### Task item
What you should copy is the line containing "impl fmt::Display for SequenceError" and all lines after it in the entries below, exactly and without anything added.

START Records for the exercise

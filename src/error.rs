use core::fmt;

use alloc::collections::TryReserveError;

use crate::png::ChunkTy;

/// An error from the `apng_chunks` crate.
#[derive(Debug, Clone, Copy, PartialEq, Eq)]
pub enum ApngError {
  /// The bytes aren't a well formed PNG chunk stream.
  Format(FormatError),

  /// A structured chunk has a field that breaks the rules for that chunk.
  Validation(ValidationError),

  /// The animation chunks are out of order.
  Sequence(SequenceError),

  /// The allocator couldn't give us enough space.
  Alloc,

  /// The image is too large.
  ///
  /// The decoder limits the width and height of images it processes (see
  /// [`DecodeLimits`](crate::apng::DecodeLimits)) to prevent accidental
  /// out-of-memory problems.
  DimensionsTooLarge,
}
impl fmt::Display for ApngError {
  fn fmt(&self, f: &mut fmt::Formatter<'_>) -> fmt::Result {
    match self {
      Self::Format(e) => fmt::Display::fmt(e, f),
      Self::Validation(e) => fmt::Display::fmt(e, f),
      Self::Sequence(e) => fmt::Display::fmt(e, f),
      Self::Alloc => f.write_str("allocation failed"),
      Self::DimensionsTooLarge => f.write_str("image dimensions exceed the decode limits"),
    }
  }
}
impl From<FormatError> for ApngError {
  #[inline]
  fn from(e: FormatError) -> Self {
    Self::Format(e)
  }
}
impl From<ValidationError> for ApngError {
  #[inline]
  fn from(e: ValidationError) -> Self {
    Self::Validation(e)
  }
}
impl From<SequenceError> for ApngError {
  #[inline]
  fn from(e: SequenceError) -> Self {
    Self::Sequence(e)
  }
}
impl From<TryReserveError> for ApngError {
  #[inline]
  fn from(_: TryReserveError) -> Self {
    Self::Alloc
  }
}

/// The byte stream itself is broken.
#[derive(Debug, Clone, Copy, PartialEq, Eq)]
pub enum FormatError {
  /// The first 8 bytes aren't the PNG signature.
  BadSignature,
  /// The data ended in the middle of a chunk, or before `IEND`.
  UnexpectedEnd,
  /// The CRC stored with a chunk doesn't match the chunk's type and data.
  CrcMismatch {
    /// Type of the damaged chunk.
    chunk: ChunkTy,
    /// The CRC written in the stream.
    declared: u32,
    /// The CRC computed from the bytes.
    actual: u32,
  },
  /// Image data was found before any `IHDR`.
  MissingHeader,
  /// The image data isn't a valid zlib stream.
  Zlib,
  /// The decompressed image data is too short for the declared image size.
  ImageDataSize,
  /// A scanline uses a filter type other than 0 through 4.
  IllegalFilterType(u8),
}
impl fmt::Display for FormatError {
  fn fmt(&self, f: &mut fmt::Formatter<'_>) -> fmt::Result {
    match self {
      Self::BadSignature => f.write_str("not PNG data: bad signature"),
      Self::UnexpectedEnd => f.write_str("unexpected end of data"),
      Self::CrcMismatch { chunk, declared, actual } => write!(
        f,
        "CRC mismatch for chunk of type {chunk}: declared {declared:#010X}, actual {actual:#010X}"
      ),
      Self::MissingHeader => f.write_str("no IHDR chunk before the image data"),
      Self::Zlib => f.write_str("image data is not a valid zlib stream"),
      Self::ImageDataSize => f.write_str("not enough image data for the image size"),
      Self::IllegalFilterType(t) => write!(f, "illegal scanline filter type {t}"),
    }
  }
}

/// A field of a structured chunk has an illegal value.
#[derive(Debug, Clone, Copy, PartialEq, Eq)]
pub struct ValidationError {
  /// The chunk type the field belongs to.
  pub chunk: ChunkTy,
  /// Name of the offending field.
  pub field: &'static str,
  /// The value that was found.
  pub value: u32,
}
impl ValidationError {
  #[inline]
  #[must_use]
  pub const fn new(chunk: ChunkTy, field: &'static str, value: u32) -> Self {
    Self { chunk, field, value }
  }
}
impl fmt::Display for ValidationError {
  fn fmt(&self, f: &mut fmt::Formatter<'_>) -> fmt::Result {
    write!(f, "invalid {} {} in {} chunk", self.field, self.value, self.chunk)
  }
}

/// The `fcTL`/`fdAT` chunks don't form a proper sequence.
#[derive(Debug, Clone, Copy, PartialEq, Eq)]
pub enum SequenceError {
  /// An `fdAT` chunk appeared without an `fcTL` chunk before it.
  MissingFrameControl {
    /// Sequence number of the orphaned `fdAT`.
    sequence_number: u32,
  },
  /// A sequence number was skipped, repeated, or went backwards.
  OutOfOrder {
    /// The number that should have come next.
    expected: u32,
    /// The number that was actually there.
    found: u32,
  },
}
impl fmt::Display for SequenceError {
  fn fmt(&self, f: &mut fmt::Formatter<'_>) -> fmt::Result {
    match self {
      Self::MissingFrameControl { sequence_number } => {
        write!(f, "fdAT {sequence_number} has no fcTL before it")
      }
      Self::OutOfOrder { expected, found } => {
        write!(f, "sequence number {found} found where {expected} was expected")
      }
    }
  }
}

#[cfg(feature = "std")]
impl std::error::Error for ApngError {}
#[cfg(feature = "std")]
impl std::error::Error for FormatError {}
#[cfg(feature = "std")]
impl std::error::Error for ValidationError {}
#[cfg(feature = "std")]
impl std::error::Error for SequenceError {}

END Records for the exercise

### Solution for this exercise
impl fmt::Display for SequenceError {
  fn fmt(&self, f: &mut fmt::Formatter<'_>) -> fmt::Result {
    match self {
      Self::MissingFrameControl { sequence_number } => {
        write!(f, "fdAT {sequence_number} has no fcTL before it")
      }
      Self::OutOfOrder { expected, found } => {
        write!(f, "sequence number {found} found where {expected} was expected")
      }
    }
  }
}

#[cfg(feature = "std")]
impl std::error::Error for ApngError {}
#[cfg(feature = "std")]
impl std::error::Error for FormatError {}
#[cfg(feature = "std")]
impl std::error::Error for ValidationError {}
#[cfg(feature = "std")]
impl std::error::Error for SequenceError {}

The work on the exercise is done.